◆ **Your task**:
Without changing a single character, write out every record below.

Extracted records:
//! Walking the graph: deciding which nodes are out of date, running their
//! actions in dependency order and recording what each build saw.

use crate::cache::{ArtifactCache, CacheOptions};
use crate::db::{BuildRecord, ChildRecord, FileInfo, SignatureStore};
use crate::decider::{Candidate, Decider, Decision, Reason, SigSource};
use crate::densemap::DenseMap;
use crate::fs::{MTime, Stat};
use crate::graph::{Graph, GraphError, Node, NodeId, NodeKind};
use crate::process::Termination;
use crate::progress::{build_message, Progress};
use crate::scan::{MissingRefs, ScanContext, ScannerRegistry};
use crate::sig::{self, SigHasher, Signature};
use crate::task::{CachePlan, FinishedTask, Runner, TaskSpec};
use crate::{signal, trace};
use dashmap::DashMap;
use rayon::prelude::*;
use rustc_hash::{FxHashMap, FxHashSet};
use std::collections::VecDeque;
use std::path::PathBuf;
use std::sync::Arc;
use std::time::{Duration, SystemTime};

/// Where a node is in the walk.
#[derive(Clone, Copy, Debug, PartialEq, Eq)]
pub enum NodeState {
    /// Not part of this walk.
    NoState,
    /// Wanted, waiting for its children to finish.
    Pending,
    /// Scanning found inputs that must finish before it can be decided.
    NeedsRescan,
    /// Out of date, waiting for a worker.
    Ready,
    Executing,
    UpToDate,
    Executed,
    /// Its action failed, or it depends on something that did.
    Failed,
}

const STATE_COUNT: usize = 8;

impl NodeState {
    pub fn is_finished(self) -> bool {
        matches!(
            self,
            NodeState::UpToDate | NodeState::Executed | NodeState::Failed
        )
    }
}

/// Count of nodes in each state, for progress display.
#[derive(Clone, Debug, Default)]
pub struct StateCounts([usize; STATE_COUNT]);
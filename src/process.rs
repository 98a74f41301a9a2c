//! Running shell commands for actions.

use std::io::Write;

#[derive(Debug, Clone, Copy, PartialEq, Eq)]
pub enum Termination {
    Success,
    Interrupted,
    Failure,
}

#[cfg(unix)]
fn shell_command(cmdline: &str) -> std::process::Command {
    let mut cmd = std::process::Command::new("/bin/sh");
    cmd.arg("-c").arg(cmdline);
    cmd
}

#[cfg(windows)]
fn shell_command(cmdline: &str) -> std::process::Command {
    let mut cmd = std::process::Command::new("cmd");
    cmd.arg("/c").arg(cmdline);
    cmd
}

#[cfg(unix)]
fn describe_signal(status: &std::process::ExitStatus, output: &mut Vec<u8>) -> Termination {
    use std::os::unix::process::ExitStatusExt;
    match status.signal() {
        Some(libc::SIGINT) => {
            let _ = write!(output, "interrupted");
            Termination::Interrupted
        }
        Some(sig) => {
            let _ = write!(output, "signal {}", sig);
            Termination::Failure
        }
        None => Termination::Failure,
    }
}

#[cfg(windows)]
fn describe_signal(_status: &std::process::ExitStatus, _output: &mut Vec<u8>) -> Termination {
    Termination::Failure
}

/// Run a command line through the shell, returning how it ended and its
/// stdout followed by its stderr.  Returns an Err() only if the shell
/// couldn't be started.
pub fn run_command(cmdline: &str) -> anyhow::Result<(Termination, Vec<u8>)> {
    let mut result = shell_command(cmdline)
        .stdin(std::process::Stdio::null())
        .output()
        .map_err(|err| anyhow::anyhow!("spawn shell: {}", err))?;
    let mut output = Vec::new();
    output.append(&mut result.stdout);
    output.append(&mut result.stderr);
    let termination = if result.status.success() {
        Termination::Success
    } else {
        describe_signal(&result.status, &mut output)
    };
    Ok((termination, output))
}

◆ **Result for this task**:
//! Walking the graph: deciding which nodes are out of date, running their
//! actions in dependency order and recording what each build saw.

use crate::cache::{ArtifactCache, CacheOptions};
use crate::db::{BuildRecord, ChildRecord, FileInfo, SignatureStore};
use crate::decider::{Candidate, Decider, Decision, Reason, SigSource};
use crate::densemap::DenseMap;
use crate::fs::{MTime, Stat};
use crate::graph::{Graph, GraphError, Node, NodeId, NodeKind};
use crate::process::Termination;
use crate::progress::{build_message, Progress};
use crate::scan::{MissingRefs, ScanContext, ScannerRegistry};
use crate::sig::{self, SigHasher, Signature};
use crate::task::{CachePlan, FinishedTask, Runner, TaskSpec};
use crate::{signal, trace};
use dashmap::DashMap;
use rayon::prelude::*;
use rustc_hash::{FxHashMap, FxHashSet};
use std::collections::VecDeque;
use std::path::PathBuf;
use std::sync::Arc;
use std::time::{Duration, SystemTime};

/// Where a node is in the walk.
#[derive(Clone, Copy, Debug, PartialEq, Eq)]
pub enum NodeState {
    /// Not part of this walk.
    NoState,
    /// Wanted, waiting for its children to finish.
    Pending,
    /// Scanning found inputs that must finish before it can be decided.
    NeedsRescan,
    /// Out of date, waiting for a worker.
    Ready,
    Executing,
    UpToDate,
    Executed,
    /// Its action failed, or it depends on something that did.
    Failed,
}

const STATE_COUNT: usize = 8;

impl NodeState {
    pub fn is_finished(self) -> bool {
        matches!(
            self,
            NodeState::UpToDate | NodeState::Executed | NodeState::Failed
        )
    }
}

/// Count of nodes in each state, for progress display.
#[derive(Clone, Debug, Default)]
pub struct StateCounts([usize; STATE_COUNT]);
filename src/process.rs
repository 98a74f41301a9a2c
//! Running shell commands for actions.

use std::io::Write;

#[derive(Debug, Clone, Copy, PartialEq, Eq)]
pub enum Termination {
    Success,
    Interrupted,
    Failure,
}

#[cfg(unix)]
fn shell_command(cmdline: &str) -> std::process::Command {
    let mut cmd = std::process::Command::new("/bin/sh");
    cmd.arg("-c").arg(cmdline);
    cmd
}

#[cfg(windows)]
fn shell_command(cmdline: &str) -> std::process::Command {
    let mut cmd = std::process::Command::new("cmd");
    cmd.arg("/c").arg(cmdline);
    cmd
}

#[cfg(unix)]
fn describe_signal(status: &std::process::ExitStatus, output: &mut Vec<u8>) -> Termination {
    use std::os::unix::process::ExitStatusExt;
    match status.signal() {
        Some(libc::SIGINT) => {
            let _ = write!(output, "interrupted");
            Termination::Interrupted
        }
        Some(sig) => {
            let _ = write!(output, "signal {}", sig);
            Termination::Failure
        }
        None => Termination::Failure,
    }
}

#[cfg(windows)]
fn describe_signal(_status: &std::process::ExitStatus, _output: &mut Vec<u8>) -> Termination {
    Termination::Failure
}

/// Run a command line through the shell, returning how it ended and its
/// stdout followed by its stderr.  Returns an Err() only if the shell
/// couldn't be started.
pub fn run_command(cmdline: &str) -> anyhow::Result<(Termination, Vec<u8>)> {
    let mut result = shell_command(cmdline)
        .stdin(std::process::Stdio::null())
        .output()
        .map_err(|err| anyhow::anyhow!("spawn shell: {}", err))?;
    let mut output = Vec::new();
    output.append(&mut result.stdout);
    output.append(&mut result.stderr);
    let termination = if result.status.success() {
        Termination::Success
    } else {
        describe_signal(&result.status, &mut output)
    };
    Ok((termination, output))
}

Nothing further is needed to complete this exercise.